This article is by Allen Bonde, partner and principal analyst, Digital Clarity Group, and advisor, Art+Science Partners; and Loie Maxwell, partner, Art+Science Partners. She is a former Starbucks Starbucks, Target Target, and CVS creative executive.(Photo credit: Wikipedia)
Companies that genuinely love their customers and build emotional connections that transcend transactional relationships are a special breed. Yet, what if we could decode the formula that ties together world-class “experience” companies like Target, Starbucks, and Disney–and characterize their common traits so others can follow their playbooks?
That’s exactly what we started to do as part of a collaborative effort looking at the essence of brand experience and proposing a new way to design products, retail experiences, and marketing campaigns that build brand love and loyalty through “designed serendipity.”
What Makes a Great Experience?
Serendipity can be thought of as luck, a mysterious and fortuitous connection that happens when one least expects it. The old adage, “create your own luck,” motivates us to look at ways where marketers can create a set of circumstances that puts them at an advantage to seize opportunity when it presents itself. We believe that great brands put designed serendipity into practice by providing customers with innovative products, extraordinary service, and unique experiences when they least expect it.
When the magic is there, either envisioned by the founder and CEO, or amassed by a singular purpose reinforced by a strong company culture, the consumer feels it and wants more. The consumer often cannot articulate why they are connecting and why they are deeply engaged. Customers feel good and as long as the brand delivers on their promise, they can build that loyalty that fuels growth and profitability.
Facets of Designed Serendipity
Creating this consumer-to-brand attraction through specific traits of engagement – what we call “facets” – ultimately creates a sense of good fortune and well being for the individual. These feelings must be indelible to ensure loyalty, brand advocacy, and life long customers.
As marketers, we have the power to create the conditions to seal these connections. In fact, great brands do so everyday. What’s their secret? Our model identifies a number of core facets of designed serendipity. Here are four of them:
A New Twist: Transformation of the ordinary and expected into an innovative and evolved experience. Think of Apple Apple reinventing the look of the personal computer (and portable music player) or JetBlue and Virgin bringing style (back) to airline travel to meet and evolve the desires of their consumers. Another great example is Method home cleaning products, which identified a white space for greener, elegantly packaged (and good-smelling) products to disrupt a market virtually untouched since the commercialization of cleaning products in the late 19th century.

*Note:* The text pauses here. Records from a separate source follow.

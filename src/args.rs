use clap::Parser;
use std::{
    fmt::Display,
    net::SocketAddr,
    str::FromStr,
};

#[derive(Parser, Debug)]
#[clap(author, version, about, long_about = None)]
pub struct Args {
    /// Address the dashboard is served on
    #[clap(short, long, env, default_value = "0.0.0.0:5000")]
    pub listen: SocketAddr,

    /// Repository API URL
    #[clap(long, env, default_value = "https://api.github.com")]
    pub api_url: String,

    /// User-Agent sent to the repository API
    #[clap(long, env, default_value = "repo-insight")]
    pub user_agent: String,

    /// Repository API request timeout in seconds
    #[clap(long, env, parse(try_from_str=request_timeout_in_range))]
    pub request_timeout: Option<u64>,

    /// Maximal number of commit pages read by one frequency query (unbounded when unset)
    #[clap(long, env, parse(try_from_str=max_commit_pages_in_range))]
    pub max_commit_pages: Option<u32>,
}

fn request_timeout_in_range(value: &str) -> clap::Result<u64, String> {
    number_in_range(value, 1, u64::MAX, "request_timeout".to_string())
}

fn max_commit_pages_in_range(value: &str) -> clap::Result<u32, String> {
    number_in_range(value, 1, u32::MAX, "max_commit_pages".to_string())
}

fn number_in_range<T>(value: &str, min: T, max: T, name: String) -> clap::Result<T, String>
where
    T: FromStr + PartialOrd + Display,
    <T as FromStr>::Err: Display,
{
    value.parse::<T>().map_err(|err| format!("{}", err)).and_then(|value| {
        if value < min || value > max {
            return Err(format!("{} is not in range {} .. {}.", name, min, max));
        }
        Ok(value)
    })
}
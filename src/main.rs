use clap::{Parser, Subcommand};
use colored::Colorize;
use std::path::PathBuf;

use ecare_e2e::runner::events::{ConsoleEventListener, EventEmitter};
use ecare_e2e::{report, run_suites, RunConfig, Suite};

#[derive(Parser)]
#[command(name = "ecare-e2e")]
#[command(version = "0.1.0")]
#[command(about = "End-to-end workflow tests for the eCareHealth platform", long_about = None)]
struct Cli {
    #[command(subcommand)]
    command: Commands,
}

#[derive(Subcommand)]
enum Commands {
    /// Run the API and/or UI booking workflow
    Run {
        /// Which workflow to run
        #[arg(short, long, value_enum, default_value = "api")]
        suite: Suite,

        /// YAML configuration file
        #[arg(short, long)]
        config: Option<PathBuf>,

        /// Output directory for reports and screenshots
        #[arg(short, long)]
        output: Option<PathBuf>,

        /// Run API and UI suites concurrently (with --suite all)
        #[arg(long, default_value = "false")]
        parallel: bool,

        /// Run the browser without a window
        #[arg(long, default_value = "false")]
        headless: bool,
    },

    /// Re-render a saved JSON report
    Report {
        /// Path to the structured JSON report
        results: PathBuf,

        /// Output format (html, json, junit)
        #[arg(short, long, default_value = "html")]
        format: String,

        /// Output file path
        #[arg(short, long)]
        output: Option<PathBuf>,
    },
}

#[tokio::main]
async fn main() -> anyhow::Result<()> {
    env_logger::Builder::from_env(env_logger::Env::default().default_filter_or("info")).init();

    let cli = Cli::parse();

    match cli.command {
        Commands::Run {
            suite,
            config,
            output,
            parallel,
            headless,
        } => {
            let mut run_config = RunConfig::load(config.as_deref())?;
            if let Some(dir) = output {
                run_config.output_dir = dir;
            }
            if headless {
                run_config.headless = true;
            }

            println!("{} Running {} suite", "▶".green().bold(), suite.name().cyan());
            if !run_config.base_url.is_empty() {
                println!("  API: {}", run_config.base_url.cyan());
            }
            if !run_config.app_url.is_empty() {
                println!("  Portal: {}", run_config.app_url.cyan());
            }
            println!("  Tenant: {}", run_config.tenant.cyan());
            if parallel {
                println!("  Parallel: {}", "Enabled".yellow());
            }
            println!(
                "  Output: {}",
                run_config.output_dir.display().to_string().cyan()
            );

            let (emitter, receiver) = EventEmitter::new();
            let listener = tokio::spawn(ConsoleEventListener::listen(receiver));

            let result = run_suites(suite, run_config, emitter, parallel).await;
            // Listener ends once every emitter clone is dropped
            listener.await.ok();
            let runs = result?;

            let mut all_passed = true;
            for run in &runs {
                let summary = &run.report.structured.summary;
                println!(
                    "\n{} [{}] {}/{} passed, {} skipped, success rate {}",
                    if run.is_success() { "✓".green() } else { "✗".red() },
                    run.suite.name().cyan(),
                    summary.passed_tests,
                    summary.total_tests,
                    summary.skipped_tests,
                    summary.success_rate
                );
                println!("  Report: {}", run.files.html.display());
                all_passed &= run.is_success();
            }

            if !all_passed {
                std::process::exit(1);
            }
        }

        Commands::Report {
            results,
            format,
            output,
        } => {
            println!(
                "{} Generating {} report from: {}",
                "📊".to_string().blue(),
                format.cyan(),
                results.display()
            );
            report::generate_report(&results, &format, output.as_deref()).await?;
        }
    }

    Ok(())
}
pub mod config;

pub use config::RunConfig;

/// Escape text for HTML element content and attribute values.
pub fn html_escape(s: &str) -> String {
    s.replace('&', "&amp;")
        .replace('<', "&lt;")
        .replace('>', "&gt;")
        .replace('"', "&quot;")
}

/// Human-readable duration, in whole units at each scale.
pub fn format_duration(ms: u64) -> String {
    if ms < 1000 {
        return format!("{}ms", ms);
    }
    let tenths = (ms + 50) / 100;
    if tenths < 600 {
        return format!("{}.{}s", tenths / 10, tenths % 10);
    }
    let seconds = (ms + 500) / 1000;
    format!("{}m {}s", seconds / 60, seconds % 60)
}
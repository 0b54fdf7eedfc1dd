use serde::{Deserialize, Serialize};
use std::collections::BTreeMap;
use std::fmt;
use std::time::Instant;

/// Expected or observed outcome of a step's action.
#[derive(Debug, Clone, Serialize, Deserialize, PartialEq, Eq)]
#[serde(tag = "kind", content = "value", rename_all = "camelCase")]
pub enum Outcome {
    /// Exact HTTP status code.
    Status(u16),
    /// Any of the listed status codes.
    AnyStatus(Vec<u16>),
    /// UI interaction sequence result.
    Success(bool),
    /// No action was attempted.
    NotAttempted,
}

impl Outcome {
    pub fn accepts_status(&self, code: u16) -> bool {
        match self {
            Outcome::Status(expected) => *expected == code,
            Outcome::AnyStatus(codes) => codes.contains(&code),
            _ => false,
        }
    }
}

impl fmt::Display for Outcome {
    fn fmt(&self, f: &mut fmt::Formatter<'_>) -> fmt::Result {
        match self {
            Outcome::Status(code) => write!(f, "{}", code),
            Outcome::AnyStatus(codes) => {
                let joined: Vec<String> = codes.iter().map(|c| c.to_string()).collect();
                f.write_str(&joined.join("/"))
            }
            Outcome::Success(true) => f.write_str("success"),
            Outcome::Success(false) => f.write_str("failure"),
            Outcome::NotAttempted => f.write_str("not attempted"),
        }
    }
}

/// One check run against an action's outcome.
#[derive(Debug, Clone, Serialize, Deserialize, PartialEq, Eq)]
#[serde(rename_all = "camelCase")]
pub struct Validation {
    pub check: String,
    pub passed: bool,
    #[serde(default, skip_serializing_if = "Option::is_none")]
    pub detail: Option<String>,
}

impl Validation {
    pub fn pass(check: impl Into<String>) -> Self {
        Self {
            check: check.into(),
            passed: true,
            detail: None,
        }
    }

    pub fn fail(check: impl Into<String>, detail: impl Into<String>) -> Self {
        Self {
            check: check.into(),
            passed: false,
            detail: Some(detail.into()),
        }
    }

    pub fn from_bool(check: impl Into<String>, passed: bool, detail: impl Into<String>) -> Self {
        Self {
            check: check.into(),
            passed,
            detail: Some(detail.into()),
        }
    }

    pub fn with_detail(mut self, detail: impl Into<String>) -> Self {
        self.detail = Some(detail.into());
        self
    }
}

#[derive(Debug, Clone, Copy, Serialize, Deserialize, PartialEq, Eq)]
#[serde(rename_all = "UPPERCASE")]
pub enum StepStatus {
    Passed,
    Failed,
}

impl StepStatus {
    pub fn as_str(&self) -> &'static str {
        match self {
            StepStatus::Passed => "PASSED",
            StepStatus::Failed => "FAILED",
        }
    }
}

/// Lifecycle of a step inside the workflow runner.
#[derive(Debug, Clone, Serialize, Deserialize, PartialEq, Eq)]
#[serde(tag = "type", rename_all = "lowercase")]
pub enum StepState {
    Pending,
    Running,
    Passed,
    Failed { error: String },
    Skipped { reason: String },
}

/// Immutable record of one executed step.
#[derive(Debug, Clone, Serialize, Deserialize, PartialEq)]
#[serde(rename_all = "camelCase")]
pub struct StepResult {
    pub step_index: u32,
    pub name: String,
    pub target_description: String,
    pub expected_outcome: Outcome,
    pub actual_outcome: Outcome,
    pub validations: Vec<Validation>,
    pub status: StepStatus,
    #[serde(default, skip_serializing_if = "Option::is_none")]
    pub error: Option<String>,
    #[serde(default, skip_serializing_if = "Option::is_none")]
    pub input_snapshot: Option<BTreeMap<String, String>>,
    #[serde(default, skip_serializing_if = "Option::is_none")]
    pub extracted_snapshot: Option<BTreeMap<String, String>>,
    #[serde(default)]
    pub duration_ms: u64,
}

impl StepResult {
    pub fn passed(&self) -> bool {
        self.status == StepStatus::Passed
    }

    /// Detail of the first failed validation, if any.
    pub fn first_failure(&self) -> Option<String> {
        self.validations.iter().find(|v| !v.passed).map(|v| {
            v.detail
                .as_ref()
                .map(|d| format!("{}: {}", v.check, d))
                .unwrap_or_else(|| v.check.clone())
        })
    }
}

/// Mutable builder for a `StepResult` while its step is running.
/// `finish` consumes it, so a result is produced exactly once.
#[derive(Debug)]
pub struct StepRecorder {
    step_index: u32,
    name: String,
    target_description: String,
    expected_outcome: Outcome,
    actual_outcome: Outcome,
    validations: Vec<Validation>,
    error: Option<String>,
    input_snapshot: Option<BTreeMap<String, String>>,
    extracted_snapshot: Option<BTreeMap<String, String>>,
    started_at: Instant,
}

impl StepRecorder {
    pub fn start(step_index: u32, name: &str, target: &str, expected: Outcome) -> Self {
        Self {
            step_index,
            name: name.to_string(),
            target_description: target.to_string(),
            expected_outcome: expected,
            actual_outcome: Outcome::NotAttempted,
            validations: Vec::new(),
            error: None,
            input_snapshot: None,
            extracted_snapshot: None,
            started_at: Instant::now(),
        }
    }

    pub fn actual(&mut self, outcome: Outcome) {
        self.actual_outcome = outcome;
    }

    pub fn validation(&mut self, validation: Validation) {
        self.validations.push(validation);
    }

    pub fn error(&mut self, message: String) {
        if self.error.is_none() {
            self.error = Some(message);
        }
    }

    pub fn input(&mut self, snapshot: BTreeMap<String, String>) {
        if !snapshot.is_empty() {
            self.input_snapshot = Some(snapshot);
        }
    }

    pub fn extracted(&mut self, snapshot: BTreeMap<String, String>) {
        if !snapshot.is_empty() {
            self.extracted_snapshot
                .get_or_insert_with(BTreeMap::new)
                .extend(snapshot);
        }
    }

    pub fn all_passed(&self) -> bool {
        self.validations.iter().all(|v| v.passed)
    }

    pub fn finish(self) -> StepResult {
        let status = if self.all_passed() {
            StepStatus::Passed
        } else {
            StepStatus::Failed
        };

        StepResult {
            step_index: self.step_index,
            name: self.name,
            target_description: self.target_description,
            expected_outcome: self.expected_outcome,
            actual_outcome: self.actual_outcome,
            validations: self.validations,
            status,
            error: self.error,
            input_snapshot: self.input_snapshot,
            extracted_snapshot: self.extracted_snapshot,
            duration_ms: self.started_at.elapsed().as_millis() as u64,
        }
    }
}

/// A step the runner never started because an earlier blocking step failed.
#[derive(Debug, Clone, Serialize, Deserialize, PartialEq, Eq)]
#[serde(rename_all = "camelCase")]
pub struct SkippedStep {
    pub step_index: u32,
    pub name: String,
    pub reason: String,
}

Shared Connection: Meaningful experiences between the brand and the individual(s) that feel personal. Think of how your barista greets you in the morning or writes your name on your cup (which is no accident). When you receive acknowledgement – no matter how big or small, that positive mutual exchange leads to a deeper connection that creates emotional stickiness to your brand. Brands like Starbucks and Fidelity are masters at building connections that drive loyalty and create a sense of comfort.
Magic: A service experience that delivers unexpected authenticity, expertise, and a genuine sense of connection that is memorable. Brand recall starts with making an impression. If this impression touches all our emotions, and recalls happy times/places/people, like Disney – what results can be magic. Cirque du Soleil is another brand that creates memorable performances and blends a new twist (stylish circus for grownups) with a unique experience that keeps audiences coming back.
Jackpot: Integrating brand “sparks” that add dimensions of newness and discovery wherein customers feel as if they are winning, without risk, for just being a customer. Think of the CVS ExtraCare loyalty program. One of the tools they use to execute this sense of “luck” on customers is the ExtraCare coupon center. When CVS decided to add programmable features that could deploy suggestive selling through coupons, they transformed a price checker into the coupon center – with the ability to “win” simply by scanning a loyalty card.
Give Love, Get Love
Designed serendipity is a transformative consumer experience that is unexpected, shared, and gives that sense of good fortune. Moreover, those brands that will win can express this sense of fortuity across all media with ingenuity, authenticity, and a seamless brand experience.
Creating your own brand luck requires the thoughtful integration of these facets into your brand strategies; the only caveat is your consumers will only continue to love you if you genuinely love them back.